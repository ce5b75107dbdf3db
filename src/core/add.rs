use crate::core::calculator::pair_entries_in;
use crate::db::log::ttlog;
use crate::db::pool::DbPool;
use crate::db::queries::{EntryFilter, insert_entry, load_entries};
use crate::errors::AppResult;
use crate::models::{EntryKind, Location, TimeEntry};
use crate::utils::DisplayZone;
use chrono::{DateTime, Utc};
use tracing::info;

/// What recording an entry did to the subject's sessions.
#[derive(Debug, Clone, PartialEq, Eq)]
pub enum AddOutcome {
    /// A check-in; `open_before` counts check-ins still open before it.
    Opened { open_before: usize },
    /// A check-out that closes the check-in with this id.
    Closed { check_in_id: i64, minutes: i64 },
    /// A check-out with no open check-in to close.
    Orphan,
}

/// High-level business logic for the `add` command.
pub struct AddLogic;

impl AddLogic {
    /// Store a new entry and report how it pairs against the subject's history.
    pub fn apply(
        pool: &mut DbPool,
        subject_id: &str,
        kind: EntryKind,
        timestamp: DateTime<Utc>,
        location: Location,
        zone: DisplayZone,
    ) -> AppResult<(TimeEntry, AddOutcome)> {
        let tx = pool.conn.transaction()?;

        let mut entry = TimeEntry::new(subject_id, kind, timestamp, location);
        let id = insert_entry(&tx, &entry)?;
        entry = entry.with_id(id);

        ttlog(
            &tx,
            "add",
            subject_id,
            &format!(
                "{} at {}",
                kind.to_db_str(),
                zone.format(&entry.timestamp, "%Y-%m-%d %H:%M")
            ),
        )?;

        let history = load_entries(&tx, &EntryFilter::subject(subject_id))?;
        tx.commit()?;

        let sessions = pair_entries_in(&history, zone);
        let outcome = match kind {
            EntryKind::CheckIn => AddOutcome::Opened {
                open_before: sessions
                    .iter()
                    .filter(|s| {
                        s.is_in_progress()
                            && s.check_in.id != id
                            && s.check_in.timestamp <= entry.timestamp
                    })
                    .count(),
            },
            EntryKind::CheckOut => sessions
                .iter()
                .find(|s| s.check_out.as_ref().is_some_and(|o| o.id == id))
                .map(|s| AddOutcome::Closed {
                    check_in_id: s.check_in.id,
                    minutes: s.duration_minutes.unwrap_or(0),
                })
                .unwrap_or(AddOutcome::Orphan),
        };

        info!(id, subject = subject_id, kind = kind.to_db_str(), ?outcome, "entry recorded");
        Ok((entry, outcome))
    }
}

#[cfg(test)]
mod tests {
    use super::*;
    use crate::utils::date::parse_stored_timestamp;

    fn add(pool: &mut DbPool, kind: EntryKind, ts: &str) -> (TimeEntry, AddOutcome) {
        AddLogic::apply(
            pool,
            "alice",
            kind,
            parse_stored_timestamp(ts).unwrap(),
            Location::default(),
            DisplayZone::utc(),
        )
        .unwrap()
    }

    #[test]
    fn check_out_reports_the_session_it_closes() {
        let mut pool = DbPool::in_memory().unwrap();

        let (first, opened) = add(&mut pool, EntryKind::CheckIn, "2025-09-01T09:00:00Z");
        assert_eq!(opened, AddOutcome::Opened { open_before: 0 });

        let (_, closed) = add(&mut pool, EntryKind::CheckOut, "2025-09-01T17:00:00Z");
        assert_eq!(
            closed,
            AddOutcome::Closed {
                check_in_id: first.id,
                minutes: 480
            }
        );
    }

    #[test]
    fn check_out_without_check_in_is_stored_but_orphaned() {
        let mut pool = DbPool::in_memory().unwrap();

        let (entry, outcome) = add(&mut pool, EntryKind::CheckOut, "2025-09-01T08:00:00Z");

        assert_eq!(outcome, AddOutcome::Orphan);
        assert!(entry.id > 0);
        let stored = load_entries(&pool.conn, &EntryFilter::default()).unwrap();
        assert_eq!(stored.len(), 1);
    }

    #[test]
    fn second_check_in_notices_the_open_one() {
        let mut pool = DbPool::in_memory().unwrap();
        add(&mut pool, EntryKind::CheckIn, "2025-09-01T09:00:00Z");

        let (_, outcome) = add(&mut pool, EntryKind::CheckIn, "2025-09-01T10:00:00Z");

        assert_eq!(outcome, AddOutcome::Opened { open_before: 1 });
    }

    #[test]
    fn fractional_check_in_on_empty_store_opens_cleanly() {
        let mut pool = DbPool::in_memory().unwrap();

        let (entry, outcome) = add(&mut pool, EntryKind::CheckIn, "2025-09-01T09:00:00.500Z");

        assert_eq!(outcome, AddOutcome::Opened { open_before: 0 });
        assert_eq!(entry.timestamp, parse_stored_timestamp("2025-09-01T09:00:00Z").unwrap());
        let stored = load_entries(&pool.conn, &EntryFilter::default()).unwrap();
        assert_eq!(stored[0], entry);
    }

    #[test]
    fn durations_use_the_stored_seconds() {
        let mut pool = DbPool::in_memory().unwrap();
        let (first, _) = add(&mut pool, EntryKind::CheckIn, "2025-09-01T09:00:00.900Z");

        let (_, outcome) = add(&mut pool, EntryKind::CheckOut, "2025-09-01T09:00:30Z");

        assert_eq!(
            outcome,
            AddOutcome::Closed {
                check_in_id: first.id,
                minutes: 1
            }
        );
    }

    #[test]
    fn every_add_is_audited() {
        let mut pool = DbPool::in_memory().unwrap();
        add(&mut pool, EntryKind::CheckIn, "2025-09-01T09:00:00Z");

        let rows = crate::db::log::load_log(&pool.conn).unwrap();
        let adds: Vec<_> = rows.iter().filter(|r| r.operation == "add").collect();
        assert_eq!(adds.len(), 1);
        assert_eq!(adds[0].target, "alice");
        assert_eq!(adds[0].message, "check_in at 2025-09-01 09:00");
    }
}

* Work item: Only the lines above from the line containing "pub enum AddOutcome" through the line containing "-> AppResult<(TimeEntry, AddOutcome)>" should be retyped, exactly and with both ends included.

* Written response:
pub enum AddOutcome {
    /// A check-in; `open_before` counts check-ins still open before it.
    Opened { open_before: usize },
    /// A check-out that closes the check-in with this id.
    Closed { check_in_id: i64, minutes: i64 },
    /// A check-out with no open check-in to close.
    Orphan,
}

/// High-level business logic for the `add` command.
pub struct AddLogic;

impl AddLogic {
    /// Store a new entry and report how it pairs against the subject's history.
    pub fn apply(
        pool: &mut DbPool,
        subject_id: &str,
        kind: EntryKind,
        timestamp: DateTime<Utc>,
        location: Location,
        zone: DisplayZone,
    ) -> AppResult<(TimeEntry, AddOutcome)> {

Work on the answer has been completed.